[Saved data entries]
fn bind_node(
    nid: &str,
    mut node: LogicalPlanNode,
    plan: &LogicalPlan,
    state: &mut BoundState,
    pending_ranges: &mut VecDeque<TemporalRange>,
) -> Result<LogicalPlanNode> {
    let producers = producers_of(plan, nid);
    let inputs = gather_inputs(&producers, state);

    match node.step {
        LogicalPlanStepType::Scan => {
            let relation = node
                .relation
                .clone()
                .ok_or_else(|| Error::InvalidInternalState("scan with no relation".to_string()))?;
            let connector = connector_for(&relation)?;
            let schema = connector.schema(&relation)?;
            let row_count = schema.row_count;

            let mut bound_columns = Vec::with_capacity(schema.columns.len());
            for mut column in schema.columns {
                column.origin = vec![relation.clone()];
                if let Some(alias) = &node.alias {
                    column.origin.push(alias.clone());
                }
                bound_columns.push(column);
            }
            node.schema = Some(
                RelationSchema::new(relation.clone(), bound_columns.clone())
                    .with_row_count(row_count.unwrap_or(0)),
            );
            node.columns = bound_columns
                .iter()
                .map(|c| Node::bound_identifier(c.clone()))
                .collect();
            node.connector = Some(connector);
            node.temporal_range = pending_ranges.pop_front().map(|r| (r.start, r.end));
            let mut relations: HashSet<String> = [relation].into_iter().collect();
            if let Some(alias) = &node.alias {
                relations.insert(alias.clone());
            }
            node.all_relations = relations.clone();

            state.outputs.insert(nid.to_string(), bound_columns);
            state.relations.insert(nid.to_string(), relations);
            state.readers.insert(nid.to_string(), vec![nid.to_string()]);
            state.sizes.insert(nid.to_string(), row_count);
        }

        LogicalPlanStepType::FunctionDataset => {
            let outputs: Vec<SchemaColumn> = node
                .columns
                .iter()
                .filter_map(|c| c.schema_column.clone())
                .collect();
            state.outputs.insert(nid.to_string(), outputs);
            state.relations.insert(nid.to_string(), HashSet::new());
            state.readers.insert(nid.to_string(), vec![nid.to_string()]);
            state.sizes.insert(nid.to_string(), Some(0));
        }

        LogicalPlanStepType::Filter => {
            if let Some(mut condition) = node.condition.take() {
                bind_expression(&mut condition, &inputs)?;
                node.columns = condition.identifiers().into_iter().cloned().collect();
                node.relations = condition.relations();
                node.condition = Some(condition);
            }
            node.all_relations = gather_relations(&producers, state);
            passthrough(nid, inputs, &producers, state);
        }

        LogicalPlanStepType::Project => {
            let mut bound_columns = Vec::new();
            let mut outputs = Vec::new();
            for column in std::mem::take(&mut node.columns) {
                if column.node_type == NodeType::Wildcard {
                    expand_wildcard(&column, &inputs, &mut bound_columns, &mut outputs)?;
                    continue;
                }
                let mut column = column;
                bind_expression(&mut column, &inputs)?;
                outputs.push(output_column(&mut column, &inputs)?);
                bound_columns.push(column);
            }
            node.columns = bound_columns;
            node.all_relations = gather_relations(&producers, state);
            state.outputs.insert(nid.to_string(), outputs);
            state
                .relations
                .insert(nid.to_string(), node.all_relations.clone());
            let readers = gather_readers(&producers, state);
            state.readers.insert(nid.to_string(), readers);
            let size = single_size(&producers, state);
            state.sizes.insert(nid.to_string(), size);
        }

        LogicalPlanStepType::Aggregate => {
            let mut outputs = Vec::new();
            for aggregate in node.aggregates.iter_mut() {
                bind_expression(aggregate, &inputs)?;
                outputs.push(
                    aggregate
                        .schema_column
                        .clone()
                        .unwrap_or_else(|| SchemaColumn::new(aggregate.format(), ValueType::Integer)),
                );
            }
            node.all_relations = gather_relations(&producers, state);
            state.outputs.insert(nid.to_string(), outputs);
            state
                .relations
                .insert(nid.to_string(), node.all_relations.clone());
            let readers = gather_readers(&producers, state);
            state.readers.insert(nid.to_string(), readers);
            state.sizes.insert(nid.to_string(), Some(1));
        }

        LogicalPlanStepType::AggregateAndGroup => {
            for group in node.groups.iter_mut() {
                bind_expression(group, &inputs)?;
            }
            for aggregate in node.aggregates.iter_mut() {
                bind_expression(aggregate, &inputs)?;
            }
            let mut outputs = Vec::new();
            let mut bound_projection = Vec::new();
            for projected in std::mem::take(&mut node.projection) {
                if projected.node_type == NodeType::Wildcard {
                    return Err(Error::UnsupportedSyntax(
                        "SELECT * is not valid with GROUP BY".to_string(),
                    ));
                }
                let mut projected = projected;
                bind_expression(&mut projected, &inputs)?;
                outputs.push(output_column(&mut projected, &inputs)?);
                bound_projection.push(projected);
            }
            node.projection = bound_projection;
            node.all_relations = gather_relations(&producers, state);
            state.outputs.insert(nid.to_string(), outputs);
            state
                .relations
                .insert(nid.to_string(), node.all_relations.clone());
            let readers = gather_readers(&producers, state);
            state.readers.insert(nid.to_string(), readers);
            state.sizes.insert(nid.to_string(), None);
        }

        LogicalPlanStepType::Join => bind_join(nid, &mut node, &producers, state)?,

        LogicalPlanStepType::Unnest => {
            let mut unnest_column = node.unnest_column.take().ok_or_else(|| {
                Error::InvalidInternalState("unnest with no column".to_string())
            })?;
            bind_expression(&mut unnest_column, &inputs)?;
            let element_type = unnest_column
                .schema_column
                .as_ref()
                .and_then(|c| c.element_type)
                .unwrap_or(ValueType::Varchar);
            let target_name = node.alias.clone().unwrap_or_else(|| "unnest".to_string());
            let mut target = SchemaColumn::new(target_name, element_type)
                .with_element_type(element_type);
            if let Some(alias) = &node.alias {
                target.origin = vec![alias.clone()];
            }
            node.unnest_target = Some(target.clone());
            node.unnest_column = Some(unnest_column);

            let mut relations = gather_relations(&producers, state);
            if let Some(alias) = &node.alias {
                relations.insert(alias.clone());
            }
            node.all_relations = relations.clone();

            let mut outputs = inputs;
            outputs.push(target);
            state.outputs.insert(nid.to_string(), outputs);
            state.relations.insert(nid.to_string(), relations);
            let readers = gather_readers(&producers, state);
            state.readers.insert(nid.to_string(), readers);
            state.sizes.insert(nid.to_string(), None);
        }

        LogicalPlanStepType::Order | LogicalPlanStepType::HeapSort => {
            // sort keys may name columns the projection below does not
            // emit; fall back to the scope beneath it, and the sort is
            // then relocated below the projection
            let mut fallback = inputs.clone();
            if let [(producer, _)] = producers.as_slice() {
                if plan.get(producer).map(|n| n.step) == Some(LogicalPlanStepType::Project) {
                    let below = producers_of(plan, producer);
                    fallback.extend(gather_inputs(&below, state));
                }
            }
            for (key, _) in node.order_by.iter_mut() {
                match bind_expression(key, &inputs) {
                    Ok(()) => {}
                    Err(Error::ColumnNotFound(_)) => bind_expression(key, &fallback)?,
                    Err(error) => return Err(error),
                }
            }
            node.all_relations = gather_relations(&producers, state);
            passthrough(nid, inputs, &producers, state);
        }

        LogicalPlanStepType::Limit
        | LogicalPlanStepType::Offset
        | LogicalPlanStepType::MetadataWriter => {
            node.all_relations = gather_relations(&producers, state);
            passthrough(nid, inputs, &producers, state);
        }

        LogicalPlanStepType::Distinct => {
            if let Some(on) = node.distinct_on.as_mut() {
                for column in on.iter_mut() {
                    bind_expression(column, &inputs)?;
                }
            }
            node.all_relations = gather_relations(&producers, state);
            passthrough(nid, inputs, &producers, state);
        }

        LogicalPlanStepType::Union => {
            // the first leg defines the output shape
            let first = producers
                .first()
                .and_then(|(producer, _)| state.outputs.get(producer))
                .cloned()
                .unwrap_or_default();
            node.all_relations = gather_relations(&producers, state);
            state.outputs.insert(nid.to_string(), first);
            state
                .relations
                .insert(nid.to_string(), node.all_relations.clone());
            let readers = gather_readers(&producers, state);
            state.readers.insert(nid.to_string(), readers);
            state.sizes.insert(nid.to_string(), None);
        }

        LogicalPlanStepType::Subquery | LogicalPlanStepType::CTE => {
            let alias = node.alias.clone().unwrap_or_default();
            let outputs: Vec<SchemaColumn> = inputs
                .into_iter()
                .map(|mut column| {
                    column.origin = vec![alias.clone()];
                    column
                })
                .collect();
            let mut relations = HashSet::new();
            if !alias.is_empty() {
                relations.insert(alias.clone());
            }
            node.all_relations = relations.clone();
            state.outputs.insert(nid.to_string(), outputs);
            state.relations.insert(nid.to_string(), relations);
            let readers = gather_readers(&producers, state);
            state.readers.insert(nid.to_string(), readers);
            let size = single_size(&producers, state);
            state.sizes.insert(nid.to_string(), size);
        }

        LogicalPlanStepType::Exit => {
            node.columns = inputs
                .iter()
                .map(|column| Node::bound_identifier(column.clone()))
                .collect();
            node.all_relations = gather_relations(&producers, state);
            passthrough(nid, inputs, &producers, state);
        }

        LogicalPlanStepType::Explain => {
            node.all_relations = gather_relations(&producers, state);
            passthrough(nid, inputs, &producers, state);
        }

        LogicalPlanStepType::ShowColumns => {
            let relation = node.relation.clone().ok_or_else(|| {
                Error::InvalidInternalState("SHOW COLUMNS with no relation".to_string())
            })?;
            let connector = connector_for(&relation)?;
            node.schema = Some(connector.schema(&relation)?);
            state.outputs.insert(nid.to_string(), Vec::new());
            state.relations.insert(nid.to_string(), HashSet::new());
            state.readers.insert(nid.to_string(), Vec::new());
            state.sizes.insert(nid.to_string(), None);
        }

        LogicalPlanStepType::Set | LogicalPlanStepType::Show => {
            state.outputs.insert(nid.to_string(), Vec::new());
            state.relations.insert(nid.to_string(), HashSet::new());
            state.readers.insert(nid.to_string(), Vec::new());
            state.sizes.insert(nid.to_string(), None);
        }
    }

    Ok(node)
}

==

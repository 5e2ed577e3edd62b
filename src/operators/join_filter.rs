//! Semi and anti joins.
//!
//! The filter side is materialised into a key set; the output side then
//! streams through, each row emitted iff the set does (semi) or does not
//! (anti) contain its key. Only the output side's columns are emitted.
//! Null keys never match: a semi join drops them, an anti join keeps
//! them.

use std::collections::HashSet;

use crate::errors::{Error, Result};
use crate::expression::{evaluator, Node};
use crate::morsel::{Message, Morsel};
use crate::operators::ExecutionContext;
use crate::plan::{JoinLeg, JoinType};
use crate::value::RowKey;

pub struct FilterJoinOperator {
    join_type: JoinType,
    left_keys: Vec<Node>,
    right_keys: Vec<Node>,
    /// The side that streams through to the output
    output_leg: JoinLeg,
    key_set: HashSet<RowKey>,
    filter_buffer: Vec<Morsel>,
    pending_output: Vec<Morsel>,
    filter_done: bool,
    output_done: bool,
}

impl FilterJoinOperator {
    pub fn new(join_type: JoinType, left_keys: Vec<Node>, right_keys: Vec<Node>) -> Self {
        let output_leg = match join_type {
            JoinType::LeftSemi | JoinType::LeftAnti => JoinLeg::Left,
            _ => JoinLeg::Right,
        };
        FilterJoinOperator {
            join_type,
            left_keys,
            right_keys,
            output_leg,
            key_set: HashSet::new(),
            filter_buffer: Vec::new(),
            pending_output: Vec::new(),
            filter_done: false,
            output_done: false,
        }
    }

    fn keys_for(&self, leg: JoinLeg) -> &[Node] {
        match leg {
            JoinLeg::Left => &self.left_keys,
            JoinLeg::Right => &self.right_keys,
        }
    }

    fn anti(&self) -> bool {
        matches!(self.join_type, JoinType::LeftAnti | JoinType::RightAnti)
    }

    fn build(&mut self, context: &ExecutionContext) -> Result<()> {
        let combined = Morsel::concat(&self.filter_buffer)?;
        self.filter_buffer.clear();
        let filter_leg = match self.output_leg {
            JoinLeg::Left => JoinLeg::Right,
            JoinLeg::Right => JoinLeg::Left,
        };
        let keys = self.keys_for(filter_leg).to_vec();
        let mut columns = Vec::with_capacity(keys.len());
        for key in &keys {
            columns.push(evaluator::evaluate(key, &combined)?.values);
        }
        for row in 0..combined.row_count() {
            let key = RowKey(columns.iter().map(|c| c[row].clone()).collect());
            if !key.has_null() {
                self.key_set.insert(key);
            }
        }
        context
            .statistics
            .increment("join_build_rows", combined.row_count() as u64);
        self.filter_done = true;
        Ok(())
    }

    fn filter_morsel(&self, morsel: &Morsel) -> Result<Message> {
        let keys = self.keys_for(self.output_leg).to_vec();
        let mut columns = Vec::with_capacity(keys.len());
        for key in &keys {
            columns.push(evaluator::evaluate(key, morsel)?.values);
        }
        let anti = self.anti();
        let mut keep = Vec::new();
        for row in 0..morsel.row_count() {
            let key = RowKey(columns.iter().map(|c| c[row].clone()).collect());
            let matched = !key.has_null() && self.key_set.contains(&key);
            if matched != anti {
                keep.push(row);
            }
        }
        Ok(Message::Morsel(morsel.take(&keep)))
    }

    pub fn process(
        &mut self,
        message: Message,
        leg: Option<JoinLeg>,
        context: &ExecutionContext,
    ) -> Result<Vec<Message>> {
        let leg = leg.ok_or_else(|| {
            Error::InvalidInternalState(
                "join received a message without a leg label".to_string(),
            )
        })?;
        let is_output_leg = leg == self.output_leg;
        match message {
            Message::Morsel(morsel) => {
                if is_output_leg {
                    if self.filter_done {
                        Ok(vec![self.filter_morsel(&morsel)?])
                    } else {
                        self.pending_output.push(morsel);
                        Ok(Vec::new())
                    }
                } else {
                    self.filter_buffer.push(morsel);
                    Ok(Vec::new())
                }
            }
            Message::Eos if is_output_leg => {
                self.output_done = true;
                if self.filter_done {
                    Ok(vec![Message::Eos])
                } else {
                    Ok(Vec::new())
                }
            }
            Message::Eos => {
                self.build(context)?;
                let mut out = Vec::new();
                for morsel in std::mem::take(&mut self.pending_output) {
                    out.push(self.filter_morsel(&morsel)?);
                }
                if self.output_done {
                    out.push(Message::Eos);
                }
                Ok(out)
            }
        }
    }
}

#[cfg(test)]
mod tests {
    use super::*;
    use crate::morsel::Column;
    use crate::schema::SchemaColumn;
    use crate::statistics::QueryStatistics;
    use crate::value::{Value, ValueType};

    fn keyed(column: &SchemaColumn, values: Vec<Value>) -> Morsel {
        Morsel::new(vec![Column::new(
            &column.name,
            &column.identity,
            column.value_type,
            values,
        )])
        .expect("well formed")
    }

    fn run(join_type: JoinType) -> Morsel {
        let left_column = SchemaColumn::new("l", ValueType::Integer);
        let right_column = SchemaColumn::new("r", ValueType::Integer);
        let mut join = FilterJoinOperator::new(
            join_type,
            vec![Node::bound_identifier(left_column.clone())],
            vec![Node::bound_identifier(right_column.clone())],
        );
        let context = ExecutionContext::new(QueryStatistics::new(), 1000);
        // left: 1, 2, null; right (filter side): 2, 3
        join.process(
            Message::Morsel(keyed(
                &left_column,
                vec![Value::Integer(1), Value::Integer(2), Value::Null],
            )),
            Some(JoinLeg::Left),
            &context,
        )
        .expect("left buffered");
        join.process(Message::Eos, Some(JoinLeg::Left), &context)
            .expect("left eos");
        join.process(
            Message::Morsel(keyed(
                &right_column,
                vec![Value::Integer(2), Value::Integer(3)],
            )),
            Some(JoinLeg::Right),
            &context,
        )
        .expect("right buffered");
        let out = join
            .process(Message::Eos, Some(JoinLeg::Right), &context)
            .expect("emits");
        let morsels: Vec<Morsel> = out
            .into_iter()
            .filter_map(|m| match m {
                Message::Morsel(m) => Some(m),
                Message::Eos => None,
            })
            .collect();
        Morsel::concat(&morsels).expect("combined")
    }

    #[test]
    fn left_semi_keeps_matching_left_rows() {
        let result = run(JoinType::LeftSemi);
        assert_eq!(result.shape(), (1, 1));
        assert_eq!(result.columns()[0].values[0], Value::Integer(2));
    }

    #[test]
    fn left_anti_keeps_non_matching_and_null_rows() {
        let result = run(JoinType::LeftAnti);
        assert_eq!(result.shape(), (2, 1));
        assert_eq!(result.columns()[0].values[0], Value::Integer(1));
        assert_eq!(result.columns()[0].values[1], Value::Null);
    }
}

WHAT YOU WILL DO: Given the records above, reproduce precisely and only the lines between the line holding "if plan.get(producer).map(|n| n.step)" and the line holding "if let Some(on)", inclusive.

ANSWER BOX:
                if plan.get(producer).map(|n| n.step) == Some(LogicalPlanStepType::Project) {
                    let below = producers_of(plan, producer);
                    fallback.extend(gather_inputs(&below, state));
                }
            }
            for (key, _) in node.order_by.iter_mut() {
                match bind_expression(key, &inputs) {
                    Ok(()) => {}
                    Err(Error::ColumnNotFound(_)) => bind_expression(key, &fallback)?,
                    Err(error) => return Err(error),
                }
            }
            node.all_relations = gather_relations(&producers, state);
            passthrough(nid, inputs, &producers, state);
        }

        LogicalPlanStepType::Limit
        | LogicalPlanStepType::Offset
        | LogicalPlanStepType::MetadataWriter => {
            node.all_relations = gather_relations(&producers, state);
            passthrough(nid, inputs, &producers, state);
        }

        LogicalPlanStepType::Distinct => {
            if let Some(on) = node.distinct_on.as_mut() {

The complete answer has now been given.